Athwajan-Stone-Quarry-photo-by-Umar-Asif-1

“Bastards,” an angry BJP lawmaker told a PDP minister at the peak of ruckus in the assembly on June 24, Friday, over SRO 105. “How people from Punjab can come to loot our resources. After all, what will happen to the Article 370?”

For a moment, it seemed a devil reciting the verses. But the pandemonium that had overtaken the house required fire-fighting. That day, BJP had fed lawmakers from across the political class information about a Chandigarh miner Mohan Pal Singh getting a lease over 40 hectors on Ravi river bed. Apparently, Congress and NC lawmakers with independents like Yousuf Tarigami and Hakim Yasin were, for a moment, un-manageable. Invoking Article 370, they all saw the grant of lease to the non-local on June 22, a definite bureaucratic conspiracy to weaken J&K’s special status.

In the official gallery, officers felt squeezed to their chairs. Juniors would get up, move out and return with sullen faces. Top babus were hunting for the Industries Commissioner who had missed the sitting.

“How could it happen when a House Committee constituted already is looking into the issue?” Speaker Kavinder Gupta agreed to the noisy bench demands. “I direct that the contract be withdrawn.”

Major-Contributors-to-Public-KittyLawmakers wanted heads to roll.

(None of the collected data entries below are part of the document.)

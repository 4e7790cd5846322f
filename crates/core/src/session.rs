//! File-level compressor session.
//!
//! A [`Compressor`] holds one loaded source and lazily builds its frequency
//! table, tree and code table. The three caches describe the loaded bytes
//! only; loading new bytes clears all of them at once. Decompression needs no
//! session and is a free function.

use std::fs;
use std::io;
use std::path::Path;

use tracing::{debug, info};

use crate::codes::CodeTable;
use crate::container::Container;
use crate::error::{Error, Result};
use crate::frequency::FrequencyTable;
use crate::metrics::{Metrics, Operation};
use crate::text::{self, TextEncoding};
use crate::tree::HuffmanTree;

#[derive(Debug, Default)]
pub struct Compressor {
    source: Option<Vec<u8>>,
    frequencies: Option<FrequencyTable>,
    tree: Option<HuffmanTree>,
    codes: Option<CodeTable>,
}

impl Compressor {
    pub fn new() -> Self {
        Self::default()
    }

    /// Replace the loaded source, dropping every cached structure.
    pub fn load_source(&mut self, bytes: impl Into<Vec<u8>>) {
        let bytes = bytes.into();
        debug!(bytes = bytes.len(), "loaded source");
        self.source = Some(bytes);
        self.frequencies = None;
        self.tree = None;
        self.codes = None;
    }

    /// Load the contents of `path` as the source.
    ///
    /// # Errors
    /// `Error::NotFound` if `path` does not exist.
    pub fn load_file(&mut self, path: impl AsRef<Path>) -> Result<()> {
        let bytes = read_file(path.as_ref())?;
        self.load_source(bytes);
        Ok(())
    }

    pub fn source(&self) -> Option<&[u8]> {
        self.source.as_deref()
    }

    /// Frequency table of the source, built on first use.
    pub fn frequency_table(&mut self) -> Result<&FrequencyTable> {
        let source = self.source.as_deref().ok_or(Error::NoSource)?;
        Ok(self
            .frequencies
            .get_or_insert_with(|| FrequencyTable::build(source)))
    }

    /// Huffman tree of the source, built on first use.
    ///
    /// # Errors
    /// `Error::EmptyInput` if the source is empty.
    pub fn tree(&mut self) -> Result<&HuffmanTree> {
        let tree = match self.tree.take() {
            Some(tree) => tree,
            None => HuffmanTree::build(self.frequency_table()?)?,
        };
        Ok(self.tree.insert(tree))
    }

    /// Code table of the source, built on first use.
    pub fn code_table(&mut self) -> Result<&CodeTable> {
        let codes = match self.codes.take() {
            Some(codes) => codes,
            None => CodeTable::derive(self.tree()?)?,
        };
        Ok(self.codes.insert(codes))
    }

    /// Compress the source into container bytes.
    pub fn compress_to_vec(&mut self) -> Result<(Vec<u8>, Metrics)> {
        let mut metrics = Metrics::new(Operation::Compress);

        self.code_table()?;
        let (Some(source), Some(frequencies), Some(codes)) =
            (self.source.as_deref(), self.frequencies.as_ref(), self.codes.as_ref())
        else {
            return Err(Error::NoSource);
        };

        let container = Container::encode_with(source, frequencies, codes)?;
        metrics.record_raw(source);
        metrics.record_container(&container);
        let bytes = container.to_bytes();
        metrics.complete();

        Ok((bytes, metrics))
    }

    /// Compress the source and write the container to `output`.
    ///
    /// The container is fully encoded before `output` is created, so a failed
    /// compression leaves nothing on disk.
    pub fn compress(&mut self, output: impl AsRef<Path>) -> Result<Metrics> {
        let output = output.as_ref();
        let (bytes, metrics) = self.compress_to_vec()?;
        fs::write(output, &bytes)?;

        info!(
            path = %output.display(),
            raw_bytes = metrics.raw_bytes,
            container_bytes = metrics.container_bytes,
            "wrote container"
        );
        Ok(metrics)
    }
}

/// Decompress the container at `container_path` into `output_path`.
///
/// # Errors
/// `Error::NotFound` if the container does not exist, plus every error of
/// [`Container::parse`] and [`Container::decompress`].
pub fn decompress(container_path: impl AsRef<Path>, output_path: impl AsRef<Path>) -> Result<Metrics> {
    let (raw, metrics) = decompress_file(container_path.as_ref())?;
    let output_path = output_path.as_ref();
    fs::write(output_path, &raw)?;

    info!(path = %output_path.display(), raw_bytes = metrics.raw_bytes, "wrote decompressed data");
    Ok(metrics)
}

/// Decompress the container at `container_path` and write it as UTF-8 text,
/// reinterpreting non-UTF-8 data as Latin-1.
///
/// Returns the encoding the recovered bytes were read with.
pub fn decompress_to_text(
    container_path: impl AsRef<Path>,
    output_path: impl AsRef<Path>,
) -> Result<(Metrics, TextEncoding)> {
    let (raw, metrics) = decompress_file(container_path.as_ref())?;
    let decoded = text::decode_text(&raw);
    let output_path = output_path.as_ref();
    fs::write(output_path, decoded.text.as_bytes())?;

    info!(
        path = %output_path.display(),
        encoding = ?decoded.encoding,
        "wrote decompressed text"
    );
    Ok((metrics, decoded.encoding))
}

fn decompress_file(container_path: &Path) -> Result<(Vec<u8>, Metrics)> {
    let mut metrics = Metrics::new(Operation::Decompress);

    let bytes = read_file(container_path)?;
    let container = Container::parse(&bytes)?;
    let raw = container.decompress()?;

    metrics.record_container(&container);
    metrics.record_raw(&raw);
    metrics.complete();
    Ok((raw, metrics))
}

fn read_file(path: &Path) -> Result<Vec<u8>> {
    fs::read(path).map_err(|err| match err.kind() {
        io::ErrorKind::NotFound => Error::NotFound {
            path: path.to_path_buf(),
        },
        _ => Error::Io(err),
    })
}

Mohammad Akbar Lone, the head of House Committee on SRO 105 sounded clear: those responsible for granting the contract “in back date” must be placed under suspension and the breach of privilege motion must move against them for compromising the prestige of the House. For a moment it seemed as if the Chander Prakash Ganga led ministry would be blown up. Personally, he fumbled and trembled in his frequent responses.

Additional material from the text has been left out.